Where a line in the material below has the string "gateway", please report it.

Data supplied

┌──

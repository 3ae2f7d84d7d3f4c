use super::{is_lowercase_token, lowercase_key, OrderedSet};
use crate::markdown::{self, Boundary};
use regex::Regex;
use std::sync::OnceLock;

pub const MAX_COLLABORATORS: usize = 15;

const INTEGRATION_HEADING: &str = "integration with other agents";

/// Suffixes that mark a hyphenated token as an agent name.
pub const ROLE_SUFFIXES: &[&str] = &[
    "-developer",
    "-designer",
    "-engineer",
    "-expert",
    "-auditor",
    "-specialist",
    "-manager",
    "-architect",
    "-pro",
];

static VERB_RE: OnceLock<Regex> = OnceLock::new();
static TOKEN_RE: OnceLock<Regex> = OnceLock::new();

fn verb_re() -> &'static Regex {
    VERB_RE.get_or_init(|| {
        Regex::new(
            r"(?i:\b(?:with|support(?:s|ing|ed)?|help(?:s|ing|ed)?|partner(?:s|ing|ed)?|coordinat(?:e|es|ing|ed)|consult(?:s|ing|ed)?|sync(?:s|ing|ed)?|engag(?:e|es|ing|ed)|align(?:s|ing|ed)?)\b)[ \t]+(?:(?i:with)[ \t]+)?[*`_]*([A-Za-z0-9_]+(?:-[A-Za-z0-9_]+)*)",
        )
        .unwrap()
    })
}

/// Maximal hyphen-joined words, so `backend-developer-tools` is one token.
fn token_re() -> &'static Regex {
    TOKEN_RE.get_or_init(|| Regex::new(r"[A-Za-z0-9_]+(?:-[A-Za-z0-9_]+)+").unwrap())
}

pub fn has_role_suffix(token: &str) -> bool {
    is_lowercase_token(token)
        && ROLE_SUFFIXES
            .iter()
            .any(|suffix| token.len() > suffix.len() && token.ends_with(suffix))
}

/// Collaborators named after a collaboration verb inside the
/// "Integration with other agents" section.
fn integration_section(text: &str) -> Vec<String> {
    let Some(section) = markdown::section(
        text,
        |_, title| title.to_lowercase().contains(INTEGRATION_HEADING),
        Boundary::BlankLineOrHigher,
    ) else {
        return Vec::new();
    };
    verb_re()
        .captures_iter(section)
        .filter_map(|cap| cap.get(1).map(|m| m.as_str()))
        .filter(|token| is_lowercase_token(token) && (2..=3).contains(&token.split('-').count()))
        .map(str::to_string)
        .collect()
}

/// Any role-suffixed agent name anywhere in the document.
pub(crate) fn role_tokens(text: &str) -> impl Iterator<Item = (usize, &str)> {
    token_re()
        .find_iter(text)
        .filter(|m| has_role_suffix(m.as_str()))
        .map(|m| (m.start(), m.as_str()))
}

/// Collaborator names: the integration section first, then every
/// role-suffixed token in the whole text. Lowercased, deduplicated and
/// capped at [`MAX_COLLABORATORS`].
pub fn extract_collaborators(text: &str) -> Vec<String> {
    extract_collaborators_excluding(text, "")
}

/// As [`extract_collaborators`], skipping `own_name` before the cap applies
/// so an agent mentioning itself does not cost a slot.
pub fn extract_collaborators_excluding(text: &str, own_name: &str) -> Vec<String> {
    let mut set = OrderedSet::capped(MAX_COLLABORATORS, lowercase_key);
    let candidates = integration_section(text)
        .into_iter()
        .chain(role_tokens(text).map(|(_, t)| t.to_lowercase()))
        .filter(|name| !name.eq_ignore_ascii_case(own_name));
    set.extend(candidates);
    set.into_vec()
}

#[cfg(test)]
mod tests {
    use super::*;

    #[test]
    fn integration_section_verbs() {
        let text = "\
## Integration with other agents

- Coordinate with api-gateway on routing
- Support **frontend-lead** during rollout
- Consult `data-platform-team` for schemas
- Partner with the security team
- Sync with very-long-hyphen-name

## Next
- Coordinate with ignored-here
";
        assert_eq!(
            extract_collaborators(text),
            vec!["api-gateway", "frontend-lead", "data-platform-team"]
        );
    }

    #[test]
    fn whole_document_role_suffix_scan() {
        let text = "Hand off to backend-developer.\nThe backend-developer reviews.\nAsk backend-developer again, or a python-pro.";
        assert_eq!(
            extract_collaborators(text),
            vec!["backend-developer", "python-pro"]
        );
    }

    #[test]
    fn tokens_are_matched_maximally() {
        let text = "uses backend-developer-tools and Frontend-Developer, not a-developer-kit";
        assert!(extract_collaborators(text).is_empty());
    }

    #[test]
    fn caps_at_fifteen() {
        let text: String = (0..30).map(|i| format!("agent{i}-engineer ")).collect();
        let collabs = extract_collaborators(&text);
        assert_eq!(collabs.len(), MAX_COLLABORATORS);
        assert_eq!(collabs[0], "agent0-engineer");
    }

    #[test]
    fn section_and_scan_are_merged_without_duplicates() {
        let text = "\
### Integration With Other Agents
Works with qa-expert closely.

Mentions qa-expert and security-auditor later.
";
        assert_eq!(
            extract_collaborators(text),
            vec!["qa-expert", "security-auditor"]
        );
    }

    #[test]
    fn own_name_does_not_use_a_slot() {
        let mut text = String::from("I am lead-engineer.\n");
        for i in 0..MAX_COLLABORATORS {
            text.push_str(&format!("Pair with t{i}-engineer.\n"));
        }
        let collabs = extract_collaborators_excluding(&text, "lead-engineer");
        assert_eq!(collabs.len(), MAX_COLLABORATORS);
        assert!(!collabs.iter().any(|c| c == "lead-engineer"));
        assert_eq!(collabs.last().map(String::as_str), Some("t14-engineer"));
    }

    #[test]
    fn subheading_without_blank_line_stays_in_section() {
        let text = "\
## Integration with other agents
- Coordinate with api-gateway on routing
### Data
- Partner with data-platform on schemas

### Unrelated
- Sync with ignored-here
";
        assert_eq!(
            extract_collaborators(text),
            vec!["api-gateway", "data-platform"]
        );
    }

    #[test]
    fn backticked_long_names_are_rejected() {
        let text = "\
## Integration with other agents
- Consult `data-platform-team` for schemas
- Consult `very-long-hyphen-name` for nothing
- Align with `ops`
";
        assert_eq!(extract_collaborators(text), vec!["data-platform-team"]);
    }

    #[test]
    fn bare_suffix_is_not_an_agent() {
        assert!(!has_role_suffix("-pro"));
        assert!(!has_role_suffix("pro"));
        assert!(has_role_suffix("rust-pro"));
    }
}
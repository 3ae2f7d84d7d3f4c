use super::{exact_key, OrderedSet};
use regex::Regex;
use std::sync::OnceLock;

pub const MAX_CAPABILITIES: usize = 12;

const BULLET_PHRASE_LEN: std::ops::RangeInclusive<usize> = 2..=60;
const HEADING_PHRASE_LEN: std::ops::RangeInclusive<usize> = 2..=50;

/// Title-Case words, optionally joined by short lowercase connectors.
macro_rules! title_phrase {
    () => {
        r"[A-Z][\w&/.+#'-]*(?:[ \t]+(?:(?:and|or|of|for|the|to|in|on|with|&)[ \t]+)?[A-Z][\w&/.+#'-]*)*"
    };
}

static BULLET_RE: OnceLock<Regex> = OnceLock::new();
static HEADING_RE: OnceLock<Regex> = OnceLock::new();

fn bullet_re() -> &'static Regex {
    BULLET_RE.get_or_init(|| {
        Regex::new(concat!(
            r"(?m)^[ \t]*[-*+][ \t]+(?:\*\*|__)?(",
            title_phrase!(),
            r")(?:\*\*|__)?(?:[ \t]*:|[ \t]+[-–—][ \t]|[ \t]+(?:maintained|tracked|enabled|managed|implemented|supported|configured|optimized|automated|ensured)\b)"
        ))
        .unwrap()
    })
}

fn heading_re() -> &'static Regex {
    HEADING_RE.get_or_init(|| {
        Regex::new(concat!(r"(?m)^[ \t]*(", title_phrase!(), r"):[ \t]*\r?$")).unwrap()
    })
}

fn phrases(re: &Regex, text: &str, len: std::ops::RangeInclusive<usize>) -> Vec<String> {
    re.captures_iter(text)
        .filter_map(|cap| {
            let phrase = cap.get(1)?.as_str().trim();
            len.contains(&phrase.chars().count())
                .then(|| phrase.to_string())
        })
        .collect()
}

/// Capability phrases from bullet items (`- **Schema Design**: ...`) first,
/// then from stand-alone `Title Case Phrase:` lines. Deduplicated exactly
/// and capped at [`MAX_CAPABILITIES`].
pub fn extract_capabilities(text: &str) -> Vec<String> {
    let mut set = OrderedSet::capped(MAX_CAPABILITIES, exact_key);
    set.extend(phrases(bullet_re(), text, BULLET_PHRASE_LEN));
    set.extend(phrases(heading_re(), text, HEADING_PHRASE_LEN));
    set.into_vec()
}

└──

Answer space
- Coordinate with api-gateway on routing
            vec!["api-gateway", "frontend-lead", "data-platform-team"]
- Coordinate with api-gateway on routing
            vec!["api-gateway", "data-platform"]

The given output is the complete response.